Ensure your animals are microchipped and have instructive collars on. Keep a leash or animal carrier somewhere close to your home's exit so you can make a quick escape if necessary. And consider whether you have what you require to transport your pets by car safely. Pets are often not allowed in emergency shelters, so do your research to find animal accommodation close to your evacuation hub.
Food and water should be number one on your list of supplies. You'll also need water for drinking and rinse-offs, so set an appropriate stash aside. Gather enough food for a week, and don't forget about non-spill eating utensils, a can opener, and storing the supplies in something waterproof and airtight. Buy spare tools to toss in your kit, so you can just grab and go if you need to.
There's no telling what can happen during a natural disaster. You and your pets could end up with scrapes or burns. It's not easy to contemplate scenarios like this, but preparation can make all the difference on the day. Pack a first aid book and essential items, including but not limited to gauze, scissors, antibiotic ointment, cotton balls, nail clippers, and Vetericyn to clean wounds.
It's good to have your pet's vet records, registration info, and photographs on hand in a waterproof container. This step makes it easier to locate them if you're separated, and a picture of the both of you and proof of ownership eliminates any third-party doubt. The CDC has a boarding instructions form you can print and fill in to alert animal shelters about vaccine status, current food and meds, and any behavior concerns.
Your pets will need to do their business at some point.
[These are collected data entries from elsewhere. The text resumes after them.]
use crate::core::registry::{EntityDescriptor, EntityKind, Relation, RelationKind};
use crate::entities::{Entity, Record};
use rusqlite::{Connection, Row, params};
use serde::{Deserialize, Serialize};

pub static DESCRIPTOR: EntityDescriptor = EntityDescriptor {
    kind: EntityKind::Scope,
    table: "scopes",
    identity_column: "slug",
    relations: &[Relation {
        name: "privileges",
        target: "privilege",
        kind: RelationKind::HasMany {
            foreign_column: "scope_id",
        },
    }],
};

/// Namespace grouping related privileges.
#[derive(Debug, Clone, Default, PartialEq, Serialize, Deserialize)]
pub struct Scope {
    #[serde(default)]
    pub id: Option<String>,
    #[serde(default)]
    pub created_at: Option<String>,
    pub slug: String,
    #[serde(default)]
    pub name: Option<String>,
    #[serde(default)]
    pub description: Option<String>,
}

impl Scope {
    pub fn new(slug: &str) -> Self {
        Self {
            slug: slug.to_string(),
            ..Self::default()
        }
    }

    pub fn named(mut self, name: &str, description: &str) -> Self {
        self.name = Some(name.to_string());
        self.description = Some(description.to_string());
        self
    }
}

impl Entity for Scope {
    fn descriptor() -> &'static EntityDescriptor {
        &DESCRIPTOR
    }

    fn id(&self) -> Option<&str> {
        self.id.as_deref()
    }

    fn set_id(&mut self, id: String) {
        self.id = Some(id);
    }

    fn created_at(&self) -> Option<&str> {
        self.created_at.as_deref()
    }

    fn set_created_at(&mut self, ts: String) {
        self.created_at = Some(ts);
    }

    fn identity(&self) -> &str {
        &self.slug
    }

    fn insert_row(&self, conn: &Connection) -> rusqlite::Result<usize> {
        conn.execute(
            "INSERT INTO scopes(id, created_at, slug, name, description)
             VALUES(?1, ?2, ?3, ?4, ?5)",
            params![
                self.id,
                self.created_at,
                self.slug,
                self.name,
                self.description
            ],
        )
    }

    fn update_row(&self, conn: &Connection) -> rusqlite::Result<usize> {
        conn.execute(
            "UPDATE scopes SET slug = ?2, name = ?3, description = ?4 WHERE id = ?1",
            params![self.id, self.slug, self.name, self.description],
        )
    }

    fn from_row(row: &Row<'_>) -> rusqlite::Result<Self> {
        Ok(Scope {
            id: row.get("id")?,
            created_at: row.get("created_at")?,
            slug: row.get("slug")?,
            name: row.get("name")?,
            description: row.get("description")?,
        })
    }

    fn summary(&self) -> serde_json::Value {
        serde_json::json!({
            "id": self.id,
            "slug": self.slug,
            "name": self.name,
            "description": self.description,
        })
    }

    fn into_record(self) -> Record {
        Record::Scope(self)
    }
}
Amid the anxiety-inducing upheaval, stomachs may be working overtime and not just when nature calls. You want things to be as sanitary and easy-on-the-nose as possible. Get affordable aluminum trays for portable litter boxes and pack poop scoops, dog waste bags, paper towels, and household chlorine bleach for disinfecting.
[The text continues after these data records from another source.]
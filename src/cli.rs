//! CLI argument definitions and parsing structures.

use clap::{Args, Parser, Subcommand};

use crate::content::Week;

/// OAuth credential arguments shared by every command.
#[derive(Debug, Args)]
pub struct Credentials {
    /// OAuth client ID (or set `YAHOO_CLIENT_ID` env var).
    #[clap(long)]
    pub client_id: Option<String>,

    /// OAuth client secret (or set `YAHOO_CLIENT_SECRET` env var).
    #[clap(long)]
    pub client_secret: Option<String>,

    /// Pre-obtained access token key (or set `YAHOO_ACCESS_TOKEN` env var).
    #[clap(long)]
    pub access_token: Option<String>,

    /// Access token secret (or set `YAHOO_TOKEN_SECRET` env var).
    #[clap(long)]
    pub token_secret: Option<String>,
}

#[derive(Debug, Parser)]
#[clap(name = "yahoo-fantasy", about = "Yahoo Fantasy Sports CLI")]
pub struct YahooFantasy {
    #[clap(flatten)]
    pub credentials: Credentials,

    /// Freshness window for the response cache, in seconds.
    #[clap(long, default_value_t = 3600)]
    pub cache_seconds: u64,

    #[clap(subcommand)]
    pub command: Commands,
}

#[derive(Debug, Subcommand)]
pub enum Commands {
    /// List the signed-in user's leagues for a season.
    Leagues {
        /// Season year (e.g. 2013), or `nfl` for the current season.
        #[clap(long, short, default_value = "nfl")]
        year: String,

        /// Output results as JSON instead of text lines.
        #[clap(long)]
        json: bool,
    },

    /// Fetch metadata or standings for one league.
    League {
        /// League key, e.g. `223.l.431`.
        #[clap(long, short = 'k')]
        league_key: String,

        /// Fetch standings instead of bare metadata.
        #[clap(long)]
        standings: bool,

        /// Output results as JSON instead of text lines.
        #[clap(long)]
        json: bool,
    },

    /// Fetch metadata for one team.
    Team {
        /// Team key, e.g. `223.l.431.t.1`.
        #[clap(long, short = 'k')]
        team_key: String,

        /// Output results as JSON instead of text lines.
        #[clap(long)]
        json: bool,
    },

    /// List a team's roster for a week.
    Roster {
        /// Team key, e.g. `223.l.431.t.1`.
        #[clap(long, short = 'k')]
        team_key: String,

        /// Single week.
        #[clap(long, short)]
        week: Week,

        /// Output results as JSON instead of text lines.
        #[clap(long)]
        json: bool,
    },

    /// List the teams of a league, optionally with week stats.
    Teams {
        /// League key, e.g. `223.l.431`.
        #[clap(long, short = 'k')]
        league_key: String,

        /// Fetch stats for this week instead of bare metadata.
        #[clap(long, short)]
        week: Option<Week>,

        /// Output results as JSON instead of text lines.
        #[clap(long)]
        json: bool,
    },
}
When you're packing valuables into a vehicle, space is often an issue, and you might not have room to pack additional crates. Your carrier should be spacious enough to double up as a snoozing spot. Cozy bedding is a must, so pack a familiar blankie or a set of comfy towels.
Like humans with health conditions, your pets might need access to their medication, and if their drugs usually stay in the fridge, you'll need to arrange an alternative. Your vet will be able to advise you on the process and must-haves. Pack any relevant paperwork and draw up a disaster to-do list on your phone for items that can't be stored beforehand. This way, you can efficiently retrieve these items during crunch time.
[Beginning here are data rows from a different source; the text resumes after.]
//! Time-bucketed caching of decoded content.
//!
//! [`LruStore`] is a fixed-capacity, thread-safe LRU that any number of
//! caches may share. [`BucketCache`] keys it by client identity, resource
//! URL and a coarse time bucket, so entries stop matching once the clock
//! crosses a bucket boundary and age out of the store under LRU pressure.

use std::num::NonZeroUsize;
use std::sync::{Arc, Mutex};
use std::time::{Duration, SystemTime, UNIX_EPOCH};

use lru::LruCache;

use crate::content::FantasyContent;


/// A payload held by an [`LruStore`].
///
/// The store is payload-agnostic; readers match on the variant they own
/// and treat every other kind as absent.
#[derive(Debug, Clone)]
pub enum StoreValue {
    /// A decoded response document.
    Content(Arc<FantasyContent>),
    /// An uninterpreted text payload.
    Text(Arc<str>),
}

impl StoreValue {
    /// Weight charged against store capacity. Every payload costs one
    /// unit, so capacity bounds the entry count rather than byte size.
    pub fn weight(&self) -> usize {
        1
    }
}

/// Fixed-capacity LRU store, safe for concurrent use.
pub struct LruStore {
    entries: Mutex<LruCache<String, StoreValue>>,
}

impl LruStore {
    /// Create a store holding at most `capacity` unit-weight entries.
    /// A zero capacity is treated as one.
    pub fn new(capacity: usize) -> Self {
        let capacity = NonZeroUsize::new(capacity).unwrap_or(NonZeroUsize::MIN);
        Self {
            entries: Mutex::new(LruCache::new(capacity)),
        }
    }

    /// Look up `key`, marking the entry most recently used.
    pub fn get(&self, key: &str) -> Option<StoreValue> {
        self.entries.lock().unwrap().get(key).cloned()
    }

    /// Insert or overwrite `key`, evicting the least recently used entry
    /// once capacity is exceeded.
    pub fn put(&self, key: String, value: StoreValue) {
        self.entries.lock().unwrap().put(key, value);
    }

    /// Number of live entries.
    pub fn len(&self) -> usize {
        self.entries.lock().unwrap().len()
    }

    pub fn is_empty(&self) -> bool {
        self.len() == 0
    }
}

/// Read/write view of cached content at a point in time.
pub trait ContentCache: Send + Sync {
    /// Cached document for `resource` as of `at`, if still fresh.
    fn get(&self, resource: &str, at: SystemTime) -> Option<Arc<FantasyContent>>;

    /// Store `content` for `resource` as of `at`.
    fn set(&self, resource: &str, at: SystemTime, content: Arc<FantasyContent>);
}

/// Cache keyed by client identity, resource and a coarse time bucket.
///
/// Two lookups whose timestamps land in the same bucket observe the same
/// entry; a lookup in a later bucket misses and leaves the stale entry to
/// LRU eviction.
pub struct BucketCache {
    client_id: String,
    width: Duration,
    store: Arc<LruStore>,
}

impl BucketCache {
    /// `width` is the freshness window; timestamps are truncated to
    /// multiples of it when keys are derived.
    pub fn new(client_id: impl Into<String>, width: Duration, store: Arc<LruStore>) -> Self {
        Self {
            client_id: client_id.into(),
            width,
            store,
        }
    }

    /// The store backing this cache.
    pub fn store(&self) -> &Arc<LruStore> {
        &self.store
    }

    fn key(&self, resource: &str, at: SystemTime) -> String {
        let seconds = at.duration_since(UNIX_EPOCH).unwrap_or_default().as_secs();
        let bucket = seconds / self.width.as_secs().max(1);
        format!("{}:{}:{}", self.client_id, resource, bucket)
    }
}

impl ContentCache for BucketCache {
    fn get(&self, resource: &str, at: SystemTime) -> Option<Arc<FantasyContent>> {
        match self.store.get(&self.key(resource, at)) {
            Some(StoreValue::Content(content)) => Some(content),
            // A payload of any other kind under our key reads as a miss.
            Some(_) => None,
            None => None,
        }
    }

    fn set(&self, resource: &str, at: SystemTime, content: Arc<FantasyContent>) {
        self.store
            .put(self.key(resource, at), StoreValue::Content(content));
    }
}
Even when there's lots of toil and trouble, there'll be a need for soap and bubbles. What does your pet usually use to look and smell inoffensive? Pack shampoo, conditioner, body wash, or some all-in-one products. There are waterless varieties that might come in handy in case of a water shortage. In general, if you're tempted to use items from the emergency pack when you've run out, note it and replace them ASAP.
A natural disaster might involve sheltering in your home for a while rather than evacuating. So, it's worth creating two packs. One is heavy and practical if you're hunkering down, possibly without power or access to grocery stores. And the other is much lighter and meant for a swift departure.
Pets need all the comfort they can get during a stressful time, so if they have self-soothing objects, try and get a second one if you can. Let them use the item and get their scent on it before placing it into the pack. If you rotate toys to keep your pets stimulated, rotate them into the disaster pack. Lastly, develop a backup plan with friends who live about an hour or so away.